* [Work item] Filter the records down to the lines that hold the word "Deserialize", and copy each of those lines.

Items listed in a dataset
• • •

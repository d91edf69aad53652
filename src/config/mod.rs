//! Configuration module
//!
//! This module handles loading, parsing, and validating TOML configuration files.
//!
//! # Example
//!
//! ```no_run
//! use guidance_crawler::config::load_config;
//! use std::path::Path;
//!
//! let config = load_config(Path::new("crawler.toml")).unwrap();
//! println!("Crawling {} search sets", config.search.len());
//! ```

mod parser;
mod types;
mod validation;

// Re-export types
pub use types::{
    Config, CrawlerConfig, OutputConfig, OutputFormat, UserAgentConfig, DEFAULT_BASE_URL,
};

// Re-export parser functions
pub use parser::{
    compute_config_hash, default_search, load_config, load_config_with_hash, parse_config,
    DEFAULT_PAGE_SIZE,
};
// Core data structures for the urlpoll daemon

use chrono::{DateTime, Utc};
use serde::{Deserialize, Serialize};
use std::fmt;

/// Lowest status code classified as UP
pub const UP_RANGE_START: u16 = 200;

/// Highest status code classified as UP (226 IM Used)
pub const UP_RANGE_END: u16 = 226;

/// Status code recorded when no response was received at all
pub const NO_RESPONSE_STATUS: u16 = 0;

/// Availability classification of a probed URL
#[derive(Debug, Clone, Copy, PartialEq, Eq, Hash, Serialize, Deserialize)]
#[serde(rename_all = "UPPERCASE")]
pub enum Status {
    Up,
    Down,
}

impl Status {
    /// Classify an HTTP status code: UP iff it lies in `[200, 226]`
    pub fn from_code(code: u16) -> Self {
        if (UP_RANGE_START..=UP_RANGE_END).contains(&code) {
            Self::Up
        } else {
            Self::Down
        }
    }

    pub fn as_str(&self) -> &'static str {
        match self {
            Self::Up => "UP",
            Self::Down => "DOWN",
        }
    }

    pub fn is_up(&self) -> bool {
        matches!(self, Self::Up)
    }
}

impl fmt::Display for Status {
    fn fmt(&self, f: &mut fmt::Formatter<'_>) -> fmt::Result {
        f.write_str(self.as_str())
    }
}

/// Result of a single probe
#[derive(Debug, Clone, PartialEq, Eq)]
pub struct Outcome {
    /// HTTP status code, [`NO_RESPONSE_STATUS`] when the transport failed
    pub status_code: u16,
    pub status: Status,
    /// Transport or body-read failure text
    pub error: Option<String>,
}

impl Outcome {
    /// Outcome for a response whose body was read without error
    pub fn from_status(status_code: u16) -> Self {
        Self {
            status_code,
            status: Status::from_code(status_code),
            error: None,
        }
    }

    /// Outcome for a response whose body could not be read
    pub fn with_body_error(status_code: u16, error: impl Into<String>) -> Self {
        Self {
            status_code,
            status: Status::from_code(status_code),
            error: Some(error.into()),
        }
    }

    /// Outcome for a request that never produced a response
    pub fn transport_failure(error: impl Into<String>) -> Self {
        Self {
            status_code: NO_RESPONSE_STATUS,
            status: Status::Down,
            error: Some(error.into()),
        }
    }
}

/// One immutable probe record
///
/// Renders as
/// `HTTP Status Code: <code> :: Status: <UP|DOWN> :: Timestamp UTC: <ts> :: URL: <url>`
/// with a trailing ` :: Error: <message>` when the probe carried an error.
#[derive(Debug, Clone, PartialEq, Eq)]
pub struct LogRecord {
    outcome: Outcome,
    url: String,
    timestamp: DateTime<Utc>,
}

impl LogRecord {
    /// Create a record stamped with the current time
    pub fn new(url: impl Into<String>, outcome: Outcome) -> Self {
        Self::at(url, outcome, Utc::now())
    }

    /// Create a record with an explicit timestamp
    pub fn at(url: impl Into<String>, outcome: Outcome, timestamp: DateTime<Utc>) -> Self {
        Self {
            outcome,
            url: url.into(),
            timestamp,
        }
    }

    pub fn url(&self) -> &str {
        &self.url
    }

    pub fn outcome(&self) -> &Outcome {
        &self.outcome
    }

    pub fn timestamp(&self) -> DateTime<Utc> {
        self.timestamp
    }
}

/// Render a UTC timestamp with the fraction trimmed of trailing zeros
///
/// Whole seconds carry no fraction at all: `2024-01-15 09:30:00.12 +0000 UTC`
/// but `2024-01-15 09:30:00 +0000 UTC`.
pub fn format_timestamp(timestamp: &DateTime<Utc>) -> String {
    let mut out = timestamp.format("%Y-%m-%d %H:%M:%S").to_string();

    // Leap seconds are reported as nanos >= 1e9
    let nanos = timestamp.timestamp_subsec_nanos() % 1_000_000_000;
    if nanos > 0 {
        let fraction = format!("{nanos:09}");
        out.push('.');
        out.push_str(fraction.trim_end_matches('0'));
    }

    out.push_str(" +0000 UTC");
    out
}

impl fmt::Display for LogRecord {
    fn fmt(&self, f: &mut fmt::Formatter<'_>) -> fmt::Result {
        write!(
            f,
            "HTTP Status Code: {} :: Status: {} :: Timestamp UTC: {} :: URL: {}",
            self.outcome.status_code,
            self.outcome.status,
            format_timestamp(&self.timestamp),
            self.url
        )?;
        if let Some(error) = &self.outcome.error {
            write!(f, " :: Error: {error}")?;
        }
        Ok(())
    }
}

/// On-disk log document: `{"logs": [...]}`
#[derive(Debug, Clone, Default, PartialEq, Eq, Serialize, Deserialize)]
pub struct LogStructure {
    pub logs: Vec<String>,
}

impl LogStructure {
    /// Serialize with a four-space indent
    pub fn to_json_pretty(&self) -> serde_json::Result<Vec<u8>> {
        let mut buf = Vec::new();
        let formatter = serde_json::ser::PrettyFormatter::with_indent(b"    ");
        let mut ser = serde_json::Serializer::with_formatter(&mut buf, formatter);
        self.serialize(&mut ser)?;
        Ok(buf)
    }

    pub fn from_json(bytes: &[u8]) -> serde_json::Result<Self> {
        serde_json::from_slice(bytes)
    }
}

#[cfg(test)]
mod tests {
    use super::*;
    use chrono::TimeZone;

    fn fixed_time() -> DateTime<Utc> {
        Utc.with_ymd_and_hms(2024, 1, 15, 9, 30, 0).unwrap()
    }

    #[test]
    fn test_status_boundaries() {
        assert_eq!(Status::from_code(199), Status::Down);
        assert_eq!(Status::from_code(200), Status::Up);
        assert_eq!(Status::from_code(204), Status::Up);
        assert_eq!(Status::from_code(226), Status::Up);
        assert_eq!(Status::from_code(227), Status::Down);
        assert_eq!(Status::from_code(301), Status::Down);
        assert_eq!(Status::from_code(0), Status::Down);
    }

    #[test]
    fn test_record_format_without_error() {
        let record = LogRecord::at("http://a.test", Outcome::from_status(200), fixed_time());
        assert_eq!(
            record.to_string(),
            "HTTP Status Code: 200 :: Status: UP :: Timestamp UTC: 2024-01-15 09:30:00 +0000 UTC :: URL: http://a.test"
        );
    }

    #[test]
    fn test_timestamp_fraction_trims_trailing_zeros() {
        let base = fixed_time();
        let at = |nanos: i64| base + chrono::Duration::nanoseconds(nanos);

        assert_eq!(format_timestamp(&base), "2024-01-15 09:30:00 +0000 UTC");
        assert_eq!(
            format_timestamp(&at(120_000_000)),
            "2024-01-15 09:30:00.12 +0000 UTC"
        );
        assert_eq!(
            format_timestamp(&at(123_456_700)),
            "2024-01-15 09:30:00.1234567 +0000 UTC"
        );
        assert_eq!(
            format_timestamp(&at(1)),
            "2024-01-15 09:30:00.000000001 +0000 UTC"
        );
    }

    #[test]
    fn test_record_format_with_error() {
        let record = LogRecord::at(
            "http://down.test",
            Outcome::transport_failure("dns error"),
            fixed_time(),
        );
        let line = record.to_string();
        assert!(line.starts_with("HTTP Status Code: 0 :: Status: DOWN"));
        assert!(line.ends_with(":: URL: http://down.test :: Error: dns error"));
    }

    #[test]
    fn test_body_error_keeps_classification() {
        let outcome = Outcome::with_body_error(200, "unexpected eof");
        assert_eq!(outcome.status, Status::Up);
        assert_eq!(outcome.error.as_deref(), Some("unexpected eof"));
    }

    #[test]
    fn test_log_structure_round_trip() {
        let structure = LogStructure {
            logs: vec!["first".to_string(), "second".to_string()],
        };
        let bytes = structure.to_json_pretty().unwrap();
        let text = String::from_utf8(bytes.clone()).unwrap();
        assert!(text.contains("\n    \"logs\""));

        let parsed = LogStructure::from_json(&bytes).unwrap();
        assert_eq!(parsed, structure);
    }

    #[test]
    fn test_empty_log_structure_serializes_empty_array() {
        let bytes = LogStructure::default().to_json_pretty().unwrap();
        let value: serde_json::Value = serde_json::from_slice(&bytes).unwrap();
        assert_eq!(value["logs"], serde_json::json!([]));
    }
}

• • •

* [Written solution]
use serde::{Deserialize, Serialize};
#[derive(Debug, Clone, Copy, PartialEq, Eq, Hash, Serialize, Deserialize)]
#[derive(Debug, Clone, Default, PartialEq, Eq, Serialize, Deserialize)]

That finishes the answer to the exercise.